Listed records START
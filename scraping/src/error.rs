use thiserror::Error;

use crate::html::ParsingError;

pub type Result<T> = std::result::Result<T, ScrapeError>;

#[derive(Debug, Error)]
pub enum ScrapeError {
    #[error("http request failed: {0}")]
    Http(#[from] reqwest::Error),

    #[error("unexpected status {status} from {url}")]
    Status { status: reqwest::StatusCode, url: String },

    #[error(transparent)]
    Parsing(#[from] ParsingError),

    #[error("cache io: {0}")]
    CacheIo(#[from] std::io::Error),

    #[error("json: {0}")]
    Json(#[from] serde_json::Error),
}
Listed records END
### [Task statement]
Nothing should be left out. Reproduce all the entries precisely.

### [Answer to this problem]
filename scraping/src/error.rs
use thiserror::Error;

use crate::html::ParsingError;

pub type Result<T> = std::result::Result<T, ScrapeError>;

#[derive(Debug, Error)]
pub enum ScrapeError {
    #[error("http request failed: {0}")]
    Http(#[from] reqwest::Error),

    #[error("unexpected status {status} from {url}")]
    Status { status: reqwest::StatusCode, url: String },

    #[error(transparent)]
    Parsing(#[from] ParsingError),

    #[error("cache io: {0}")]
    CacheIo(#[from] std::io::Error),

    #[error("json: {0}")]
    Json(#[from] serde_json::Error),
}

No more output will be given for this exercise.